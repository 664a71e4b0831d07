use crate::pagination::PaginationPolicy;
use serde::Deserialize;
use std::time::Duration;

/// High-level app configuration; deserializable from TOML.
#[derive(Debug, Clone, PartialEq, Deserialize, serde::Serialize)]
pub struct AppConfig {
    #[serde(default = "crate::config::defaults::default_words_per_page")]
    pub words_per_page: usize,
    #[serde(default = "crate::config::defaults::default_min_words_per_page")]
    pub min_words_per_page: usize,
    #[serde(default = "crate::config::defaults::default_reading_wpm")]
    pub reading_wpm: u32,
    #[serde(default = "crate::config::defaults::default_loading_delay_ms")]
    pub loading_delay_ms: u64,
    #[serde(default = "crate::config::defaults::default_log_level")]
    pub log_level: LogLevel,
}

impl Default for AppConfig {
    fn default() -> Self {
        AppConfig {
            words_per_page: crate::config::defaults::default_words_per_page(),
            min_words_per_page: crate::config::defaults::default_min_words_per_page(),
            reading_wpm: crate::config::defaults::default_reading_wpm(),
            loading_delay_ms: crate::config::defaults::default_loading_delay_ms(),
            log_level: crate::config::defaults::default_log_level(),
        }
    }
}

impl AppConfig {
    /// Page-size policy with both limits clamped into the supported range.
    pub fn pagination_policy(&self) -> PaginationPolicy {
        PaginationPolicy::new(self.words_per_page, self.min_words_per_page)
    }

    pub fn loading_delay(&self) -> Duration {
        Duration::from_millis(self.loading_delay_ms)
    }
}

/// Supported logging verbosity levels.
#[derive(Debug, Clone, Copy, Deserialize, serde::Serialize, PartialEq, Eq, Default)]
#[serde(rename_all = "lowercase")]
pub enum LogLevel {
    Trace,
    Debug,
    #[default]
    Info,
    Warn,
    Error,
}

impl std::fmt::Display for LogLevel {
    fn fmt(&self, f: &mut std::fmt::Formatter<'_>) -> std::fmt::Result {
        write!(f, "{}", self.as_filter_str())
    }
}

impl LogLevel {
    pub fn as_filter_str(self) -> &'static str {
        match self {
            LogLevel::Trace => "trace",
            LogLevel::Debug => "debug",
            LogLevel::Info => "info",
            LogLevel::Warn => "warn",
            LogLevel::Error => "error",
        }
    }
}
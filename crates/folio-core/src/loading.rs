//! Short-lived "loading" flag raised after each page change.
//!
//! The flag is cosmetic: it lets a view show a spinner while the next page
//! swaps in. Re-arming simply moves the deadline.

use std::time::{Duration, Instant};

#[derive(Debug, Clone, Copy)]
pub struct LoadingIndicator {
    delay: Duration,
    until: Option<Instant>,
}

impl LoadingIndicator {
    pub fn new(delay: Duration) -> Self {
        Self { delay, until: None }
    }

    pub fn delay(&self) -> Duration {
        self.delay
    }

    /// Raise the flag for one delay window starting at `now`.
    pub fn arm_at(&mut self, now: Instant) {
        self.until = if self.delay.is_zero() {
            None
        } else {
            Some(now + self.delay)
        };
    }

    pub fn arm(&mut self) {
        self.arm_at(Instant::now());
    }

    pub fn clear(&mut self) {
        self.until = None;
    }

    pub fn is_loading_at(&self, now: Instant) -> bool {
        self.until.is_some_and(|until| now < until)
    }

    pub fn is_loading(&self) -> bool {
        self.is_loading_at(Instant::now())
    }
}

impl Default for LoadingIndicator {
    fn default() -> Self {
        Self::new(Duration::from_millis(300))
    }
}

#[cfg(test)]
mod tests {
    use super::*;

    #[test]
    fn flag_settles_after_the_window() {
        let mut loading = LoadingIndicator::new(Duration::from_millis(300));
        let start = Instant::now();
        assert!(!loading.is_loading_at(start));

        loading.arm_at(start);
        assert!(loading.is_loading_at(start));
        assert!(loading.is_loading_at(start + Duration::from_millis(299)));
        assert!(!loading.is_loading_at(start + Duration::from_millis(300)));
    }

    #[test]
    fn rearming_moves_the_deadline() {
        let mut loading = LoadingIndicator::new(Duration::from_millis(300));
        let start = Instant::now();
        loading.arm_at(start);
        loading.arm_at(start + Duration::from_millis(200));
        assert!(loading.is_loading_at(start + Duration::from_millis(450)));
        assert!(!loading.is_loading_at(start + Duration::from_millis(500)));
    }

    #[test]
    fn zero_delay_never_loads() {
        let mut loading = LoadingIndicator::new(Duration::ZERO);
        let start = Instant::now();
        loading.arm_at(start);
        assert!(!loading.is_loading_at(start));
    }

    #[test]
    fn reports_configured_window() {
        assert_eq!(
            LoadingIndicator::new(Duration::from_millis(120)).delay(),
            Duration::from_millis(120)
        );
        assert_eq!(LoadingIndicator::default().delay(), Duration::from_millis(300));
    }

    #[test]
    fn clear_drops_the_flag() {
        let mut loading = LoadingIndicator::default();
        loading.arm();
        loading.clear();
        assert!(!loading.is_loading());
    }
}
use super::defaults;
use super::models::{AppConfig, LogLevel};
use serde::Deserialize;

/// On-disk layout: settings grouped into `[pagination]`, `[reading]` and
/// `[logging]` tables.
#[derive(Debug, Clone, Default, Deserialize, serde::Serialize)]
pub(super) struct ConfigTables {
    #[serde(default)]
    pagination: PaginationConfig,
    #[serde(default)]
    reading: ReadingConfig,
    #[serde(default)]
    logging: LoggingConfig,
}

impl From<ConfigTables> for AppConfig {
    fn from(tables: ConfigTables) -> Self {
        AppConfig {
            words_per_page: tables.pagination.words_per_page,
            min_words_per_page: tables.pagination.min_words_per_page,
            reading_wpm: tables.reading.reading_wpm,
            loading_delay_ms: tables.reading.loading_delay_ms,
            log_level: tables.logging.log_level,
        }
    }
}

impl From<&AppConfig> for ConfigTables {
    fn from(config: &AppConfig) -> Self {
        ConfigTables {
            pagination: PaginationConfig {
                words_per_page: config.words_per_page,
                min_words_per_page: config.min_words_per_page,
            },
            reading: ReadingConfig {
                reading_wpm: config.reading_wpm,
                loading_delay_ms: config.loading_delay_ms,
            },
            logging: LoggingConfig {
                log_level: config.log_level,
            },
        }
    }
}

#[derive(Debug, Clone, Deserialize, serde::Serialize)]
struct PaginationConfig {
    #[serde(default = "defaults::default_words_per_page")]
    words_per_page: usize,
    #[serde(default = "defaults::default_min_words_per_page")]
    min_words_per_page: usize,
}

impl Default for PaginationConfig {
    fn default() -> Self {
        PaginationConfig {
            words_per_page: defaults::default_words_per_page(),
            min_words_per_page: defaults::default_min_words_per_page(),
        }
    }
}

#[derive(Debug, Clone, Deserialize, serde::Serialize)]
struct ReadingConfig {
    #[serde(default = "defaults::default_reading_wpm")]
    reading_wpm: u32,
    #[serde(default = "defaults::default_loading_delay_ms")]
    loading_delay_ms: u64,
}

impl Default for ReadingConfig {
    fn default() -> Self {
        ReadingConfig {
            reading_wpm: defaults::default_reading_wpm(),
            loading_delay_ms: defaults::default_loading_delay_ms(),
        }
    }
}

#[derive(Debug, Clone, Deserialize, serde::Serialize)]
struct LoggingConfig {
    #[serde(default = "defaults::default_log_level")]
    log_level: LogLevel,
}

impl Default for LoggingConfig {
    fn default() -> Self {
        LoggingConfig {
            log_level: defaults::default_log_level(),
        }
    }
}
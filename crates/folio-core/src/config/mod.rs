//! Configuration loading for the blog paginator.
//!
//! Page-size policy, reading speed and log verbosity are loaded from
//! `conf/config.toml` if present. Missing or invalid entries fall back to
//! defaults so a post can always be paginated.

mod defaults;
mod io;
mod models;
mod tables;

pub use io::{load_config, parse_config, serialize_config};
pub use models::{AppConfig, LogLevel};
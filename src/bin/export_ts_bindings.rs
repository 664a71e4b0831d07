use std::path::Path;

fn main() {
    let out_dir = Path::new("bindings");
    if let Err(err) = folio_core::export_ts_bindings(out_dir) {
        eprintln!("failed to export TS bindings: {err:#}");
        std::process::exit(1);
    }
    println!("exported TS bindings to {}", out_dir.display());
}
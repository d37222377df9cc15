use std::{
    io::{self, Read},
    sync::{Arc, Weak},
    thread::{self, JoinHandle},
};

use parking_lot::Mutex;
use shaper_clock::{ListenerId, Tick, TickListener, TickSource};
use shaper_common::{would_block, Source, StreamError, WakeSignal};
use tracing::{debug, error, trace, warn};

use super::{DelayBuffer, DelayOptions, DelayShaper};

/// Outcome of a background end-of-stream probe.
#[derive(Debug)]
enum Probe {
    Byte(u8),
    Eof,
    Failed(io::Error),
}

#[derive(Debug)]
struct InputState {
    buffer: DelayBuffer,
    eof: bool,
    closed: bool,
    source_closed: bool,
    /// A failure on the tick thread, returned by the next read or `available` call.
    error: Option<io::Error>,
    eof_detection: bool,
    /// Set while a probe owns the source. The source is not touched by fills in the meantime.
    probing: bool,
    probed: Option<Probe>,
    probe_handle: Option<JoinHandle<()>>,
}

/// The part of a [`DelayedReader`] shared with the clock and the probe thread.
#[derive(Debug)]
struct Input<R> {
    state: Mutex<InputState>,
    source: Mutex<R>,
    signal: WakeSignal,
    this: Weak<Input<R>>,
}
┄┄┄┄┄┄┄┄┄┄┄┄┄┄┄┄┄┄┄┄
The problem: Which lines above hold the string "next"? Copy every one of them.

Reply to the exercise:
//! The flag is cosmetic: it lets a view show a spinner while the next page
    /// A failure on the tick thread, returned by the next read or `available` call.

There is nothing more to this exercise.